Give the data again in full, exactly as written below.

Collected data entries
▼

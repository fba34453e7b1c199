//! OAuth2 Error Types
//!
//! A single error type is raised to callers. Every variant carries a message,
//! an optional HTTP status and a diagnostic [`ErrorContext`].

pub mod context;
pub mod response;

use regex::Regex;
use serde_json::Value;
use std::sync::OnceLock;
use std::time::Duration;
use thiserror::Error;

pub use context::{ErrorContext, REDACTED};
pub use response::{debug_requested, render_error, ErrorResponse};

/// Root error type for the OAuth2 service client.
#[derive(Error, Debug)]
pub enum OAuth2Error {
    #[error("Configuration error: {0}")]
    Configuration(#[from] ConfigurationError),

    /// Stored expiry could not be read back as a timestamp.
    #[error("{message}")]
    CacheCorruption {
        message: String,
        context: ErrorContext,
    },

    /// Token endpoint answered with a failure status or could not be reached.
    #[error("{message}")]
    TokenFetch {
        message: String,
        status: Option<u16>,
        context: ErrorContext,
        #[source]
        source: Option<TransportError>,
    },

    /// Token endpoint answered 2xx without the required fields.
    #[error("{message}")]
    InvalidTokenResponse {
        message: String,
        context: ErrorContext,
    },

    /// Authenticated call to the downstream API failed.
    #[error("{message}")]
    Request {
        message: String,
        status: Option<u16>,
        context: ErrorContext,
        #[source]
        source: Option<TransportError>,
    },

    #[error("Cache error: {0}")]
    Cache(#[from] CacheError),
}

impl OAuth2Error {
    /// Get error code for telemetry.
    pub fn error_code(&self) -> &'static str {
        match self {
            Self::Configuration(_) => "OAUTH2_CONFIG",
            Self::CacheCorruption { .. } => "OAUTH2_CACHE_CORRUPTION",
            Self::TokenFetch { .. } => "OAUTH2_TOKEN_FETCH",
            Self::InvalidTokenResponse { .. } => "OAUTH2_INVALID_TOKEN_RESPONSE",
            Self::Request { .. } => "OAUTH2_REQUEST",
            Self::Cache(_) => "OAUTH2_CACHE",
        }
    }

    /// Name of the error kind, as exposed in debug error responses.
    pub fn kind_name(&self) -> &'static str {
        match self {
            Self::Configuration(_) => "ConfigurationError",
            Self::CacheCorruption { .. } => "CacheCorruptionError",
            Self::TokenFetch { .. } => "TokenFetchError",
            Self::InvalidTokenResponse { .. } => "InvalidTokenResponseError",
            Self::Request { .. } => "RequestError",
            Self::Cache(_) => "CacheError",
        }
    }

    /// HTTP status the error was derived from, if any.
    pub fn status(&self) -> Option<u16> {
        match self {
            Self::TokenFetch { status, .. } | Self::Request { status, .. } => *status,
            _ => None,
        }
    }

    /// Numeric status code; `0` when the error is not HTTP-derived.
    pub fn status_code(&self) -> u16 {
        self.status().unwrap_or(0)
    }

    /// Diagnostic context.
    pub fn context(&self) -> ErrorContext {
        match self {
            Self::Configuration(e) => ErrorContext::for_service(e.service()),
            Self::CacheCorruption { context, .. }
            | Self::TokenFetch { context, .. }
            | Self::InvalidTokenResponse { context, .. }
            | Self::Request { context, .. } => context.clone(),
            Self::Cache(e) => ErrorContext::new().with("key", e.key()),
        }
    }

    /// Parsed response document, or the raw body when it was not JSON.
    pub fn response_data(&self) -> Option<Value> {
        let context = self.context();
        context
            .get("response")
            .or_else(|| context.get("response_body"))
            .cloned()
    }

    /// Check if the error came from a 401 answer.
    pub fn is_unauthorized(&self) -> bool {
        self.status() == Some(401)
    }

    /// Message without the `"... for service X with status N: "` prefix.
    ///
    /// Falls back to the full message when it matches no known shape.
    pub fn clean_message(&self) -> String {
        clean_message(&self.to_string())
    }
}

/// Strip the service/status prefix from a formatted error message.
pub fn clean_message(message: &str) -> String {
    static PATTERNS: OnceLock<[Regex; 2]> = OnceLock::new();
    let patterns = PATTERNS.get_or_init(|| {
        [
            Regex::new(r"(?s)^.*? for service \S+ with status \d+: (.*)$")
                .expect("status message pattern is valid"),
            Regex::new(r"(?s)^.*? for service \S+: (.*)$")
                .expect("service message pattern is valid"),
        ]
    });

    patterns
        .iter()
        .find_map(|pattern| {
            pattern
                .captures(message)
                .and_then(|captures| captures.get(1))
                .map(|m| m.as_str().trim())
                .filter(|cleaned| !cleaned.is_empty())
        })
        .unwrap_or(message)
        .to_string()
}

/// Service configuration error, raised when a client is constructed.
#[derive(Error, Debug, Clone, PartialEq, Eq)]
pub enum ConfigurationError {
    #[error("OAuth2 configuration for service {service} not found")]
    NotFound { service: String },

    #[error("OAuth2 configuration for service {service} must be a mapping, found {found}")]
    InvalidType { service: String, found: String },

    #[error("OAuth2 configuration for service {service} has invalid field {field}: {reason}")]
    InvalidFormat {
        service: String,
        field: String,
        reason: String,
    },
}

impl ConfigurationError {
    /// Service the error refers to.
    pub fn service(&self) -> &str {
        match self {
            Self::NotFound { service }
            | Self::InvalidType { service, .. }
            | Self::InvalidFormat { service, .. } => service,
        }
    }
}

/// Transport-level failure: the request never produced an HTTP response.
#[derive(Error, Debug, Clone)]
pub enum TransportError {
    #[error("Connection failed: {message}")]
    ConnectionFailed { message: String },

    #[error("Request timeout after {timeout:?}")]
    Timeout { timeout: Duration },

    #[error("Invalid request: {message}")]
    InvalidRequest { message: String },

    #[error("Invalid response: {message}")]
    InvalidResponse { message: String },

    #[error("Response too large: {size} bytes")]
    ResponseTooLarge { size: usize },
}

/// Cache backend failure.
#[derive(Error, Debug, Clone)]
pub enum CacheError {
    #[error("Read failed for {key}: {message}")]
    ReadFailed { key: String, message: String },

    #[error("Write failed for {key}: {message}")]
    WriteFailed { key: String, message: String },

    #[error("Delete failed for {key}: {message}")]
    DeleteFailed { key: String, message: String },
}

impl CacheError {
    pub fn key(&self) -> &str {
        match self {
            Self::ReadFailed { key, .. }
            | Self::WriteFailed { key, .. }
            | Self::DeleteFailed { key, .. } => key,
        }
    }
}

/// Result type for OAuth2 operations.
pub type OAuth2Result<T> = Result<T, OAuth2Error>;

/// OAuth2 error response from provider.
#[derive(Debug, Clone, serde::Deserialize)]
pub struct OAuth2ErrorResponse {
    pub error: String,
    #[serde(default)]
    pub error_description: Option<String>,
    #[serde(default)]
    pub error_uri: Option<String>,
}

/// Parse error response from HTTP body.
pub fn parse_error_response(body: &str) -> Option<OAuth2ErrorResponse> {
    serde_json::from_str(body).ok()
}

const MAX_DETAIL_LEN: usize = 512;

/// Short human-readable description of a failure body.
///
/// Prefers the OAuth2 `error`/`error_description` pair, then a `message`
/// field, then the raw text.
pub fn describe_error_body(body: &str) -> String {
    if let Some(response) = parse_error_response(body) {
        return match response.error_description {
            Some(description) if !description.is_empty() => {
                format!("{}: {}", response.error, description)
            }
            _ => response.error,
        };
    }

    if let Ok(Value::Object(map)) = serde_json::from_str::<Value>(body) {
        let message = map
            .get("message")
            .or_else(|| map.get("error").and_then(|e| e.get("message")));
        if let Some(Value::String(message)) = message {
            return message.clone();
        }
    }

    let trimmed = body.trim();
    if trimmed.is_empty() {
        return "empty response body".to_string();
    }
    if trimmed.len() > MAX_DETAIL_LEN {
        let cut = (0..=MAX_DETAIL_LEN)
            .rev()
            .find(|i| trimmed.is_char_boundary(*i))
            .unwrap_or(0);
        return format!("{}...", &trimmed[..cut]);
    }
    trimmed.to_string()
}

▲

EXERCISE ANSWER:
repository fba34453e7b1c199
//! OAuth2 Error Types
//!
//! A single error type is raised to callers. Every variant carries a message,
//! an optional HTTP status and a diagnostic [`ErrorContext`].

pub mod context;
pub mod response;

use regex::Regex;
use serde_json::Value;
use std::sync::OnceLock;
use std::time::Duration;
use thiserror::Error;

pub use context::{ErrorContext, REDACTED};
pub use response::{debug_requested, render_error, ErrorResponse};

/// Root error type for the OAuth2 service client.
#[derive(Error, Debug)]
pub enum OAuth2Error {
    #[error("Configuration error: {0}")]
    Configuration(#[from] ConfigurationError),

    /// Stored expiry could not be read back as a timestamp.
    #[error("{message}")]
    CacheCorruption {
        message: String,
        context: ErrorContext,
    },

    /// Token endpoint answered with a failure status or could not be reached.
    #[error("{message}")]
    TokenFetch {
        message: String,
        status: Option<u16>,
        context: ErrorContext,
        #[source]
        source: Option<TransportError>,
    },

    /// Token endpoint answered 2xx without the required fields.
    #[error("{message}")]
    InvalidTokenResponse {
        message: String,
        context: ErrorContext,
    },

    /// Authenticated call to the downstream API failed.
    #[error("{message}")]
    Request {
        message: String,
        status: Option<u16>,
        context: ErrorContext,
        #[source]
        source: Option<TransportError>,
    },

    #[error("Cache error: {0}")]
    Cache(#[from] CacheError),
}

impl OAuth2Error {
    /// Get error code for telemetry.
    pub fn error_code(&self) -> &'static str {
        match self {
            Self::Configuration(_) => "OAUTH2_CONFIG",
            Self::CacheCorruption { .. } => "OAUTH2_CACHE_CORRUPTION",
            Self::TokenFetch { .. } => "OAUTH2_TOKEN_FETCH",
            Self::InvalidTokenResponse { .. } => "OAUTH2_INVALID_TOKEN_RESPONSE",
            Self::Request { .. } => "OAUTH2_REQUEST",
            Self::Cache(_) => "OAUTH2_CACHE",
        }
    }

    /// Name of the error kind, as exposed in debug error responses.
    pub fn kind_name(&self) -> &'static str {
        match self {
            Self::Configuration(_) => "ConfigurationError",
            Self::CacheCorruption { .. } => "CacheCorruptionError",
            Self::TokenFetch { .. } => "TokenFetchError",
            Self::InvalidTokenResponse { .. } => "InvalidTokenResponseError",
            Self::Request { .. } => "RequestError",
            Self::Cache(_) => "CacheError",
        }
    }

    /// HTTP status the error was derived from, if any.
    pub fn status(&self) -> Option<u16> {
        match self {
            Self::TokenFetch { status, .. } | Self::Request { status, .. } => *status,
            _ => None,
        }
    }

    /// Numeric status code; `0` when the error is not HTTP-derived.
    pub fn status_code(&self) -> u16 {
        self.status().unwrap_or(0)
    }

    /// Diagnostic context.
    pub fn context(&self) -> ErrorContext {
        match self {
            Self::Configuration(e) => ErrorContext::for_service(e.service()),
            Self::CacheCorruption { context, .. }
            | Self::TokenFetch { context, .. }
            | Self::InvalidTokenResponse { context, .. }
            | Self::Request { context, .. } => context.clone(),
            Self::Cache(e) => ErrorContext::new().with("key", e.key()),
        }
    }

    /// Parsed response document, or the raw body when it was not JSON.
    pub fn response_data(&self) -> Option<Value> {
        let context = self.context();
        context
            .get("response")
            .or_else(|| context.get("response_body"))
            .cloned()
    }

    /// Check if the error came from a 401 answer.
    pub fn is_unauthorized(&self) -> bool {
        self.status() == Some(401)
    }

    /// Message without the `"... for service X with status N: "` prefix.
    ///
    /// Falls back to the full message when it matches no known shape.
    pub fn clean_message(&self) -> String {
        clean_message(&self.to_string())
    }
}

/// Strip the service/status prefix from a formatted error message.
pub fn clean_message(message: &str) -> String {
    static PATTERNS: OnceLock<[Regex; 2]> = OnceLock::new();
    let patterns = PATTERNS.get_or_init(|| {
        [
            Regex::new(r"(?s)^.*? for service \S+ with status \d+: (.*)$")
                .expect("status message pattern is valid"),
            Regex::new(r"(?s)^.*? for service \S+: (.*)$")
                .expect("service message pattern is valid"),
        ]
    });

    patterns
        .iter()
        .find_map(|pattern| {
            pattern
                .captures(message)
                .and_then(|captures| captures.get(1))
                .map(|m| m.as_str().trim())
                .filter(|cleaned| !cleaned.is_empty())
        })
        .unwrap_or(message)
        .to_string()
}

/// Service configuration error, raised when a client is constructed.
#[derive(Error, Debug, Clone, PartialEq, Eq)]
pub enum ConfigurationError {
    #[error("OAuth2 configuration for service {service} not found")]
    NotFound { service: String },

    #[error("OAuth2 configuration for service {service} must be a mapping, found {found}")]
    InvalidType { service: String, found: String },

    #[error("OAuth2 configuration for service {service} has invalid field {field}: {reason}")]
    InvalidFormat {
        service: String,
        field: String,
        reason: String,
    },
}

impl ConfigurationError {
    /// Service the error refers to.
    pub fn service(&self) -> &str {
        match self {
            Self::NotFound { service }
            | Self::InvalidType { service, .. }
            | Self::InvalidFormat { service, .. } => service,
        }
    }
}

/// Transport-level failure: the request never produced an HTTP response.
#[derive(Error, Debug, Clone)]
pub enum TransportError {
    #[error("Connection failed: {message}")]
    ConnectionFailed { message: String },

    #[error("Request timeout after {timeout:?}")]
    Timeout { timeout: Duration },

    #[error("Invalid request: {message}")]
    InvalidRequest { message: String },

    #[error("Invalid response: {message}")]
    InvalidResponse { message: String },

    #[error("Response too large: {size} bytes")]
    ResponseTooLarge { size: usize },
}

/// Cache backend failure.
#[derive(Error, Debug, Clone)]
pub enum CacheError {
    #[error("Read failed for {key}: {message}")]
    ReadFailed { key: String, message: String },

    #[error("Write failed for {key}: {message}")]
    WriteFailed { key: String, message: String },

    #[error("Delete failed for {key}: {message}")]
    DeleteFailed { key: String, message: String },
}

impl CacheError {
    pub fn key(&self) -> &str {
        match self {
            Self::ReadFailed { key, .. }
            | Self::WriteFailed { key, .. }
            | Self::DeleteFailed { key, .. } => key,
        }
    }
}

/// Result type for OAuth2 operations.
pub type OAuth2Result<T> = Result<T, OAuth2Error>;

/// OAuth2 error response from provider.
#[derive(Debug, Clone, serde::Deserialize)]
pub struct OAuth2ErrorResponse {
    pub error: String,
    #[serde(default)]
    pub error_description: Option<String>,
    #[serde(default)]
    pub error_uri: Option<String>,
}

/// Parse error response from HTTP body.
pub fn parse_error_response(body: &str) -> Option<OAuth2ErrorResponse> {
    serde_json::from_str(body).ok()
}

const MAX_DETAIL_LEN: usize = 512;

/// Short human-readable description of a failure body.
///
/// Prefers the OAuth2 `error`/`error_description` pair, then a `message`
/// field, then the raw text.
pub fn describe_error_body(body: &str) -> String {
    if let Some(response) = parse_error_response(body) {
        return match response.error_description {
            Some(description) if !description.is_empty() => {
                format!("{}: {}", response.error, description)
            }
            _ => response.error,
        };
    }

    if let Ok(Value::Object(map)) = serde_json::from_str::<Value>(body) {
        let message = map
            .get("message")
            .or_else(|| map.get("error").and_then(|e| e.get("message")));
        if let Some(Value::String(message)) = message {
            return message.clone();
        }
    }

    let trimmed = body.trim();
    if trimmed.is_empty() {
        return "empty response body".to_string();
    }
    if trimmed.len() > MAX_DETAIL_LEN {
        let cut = (0..=MAX_DETAIL_LEN)
            .rev()
            .find(|i| trimmed.is_char_boundary(*i))
            .unwrap_or(0);
        return format!("{}...", &trimmed[..cut]);
    }
    trimmed.to_string()
}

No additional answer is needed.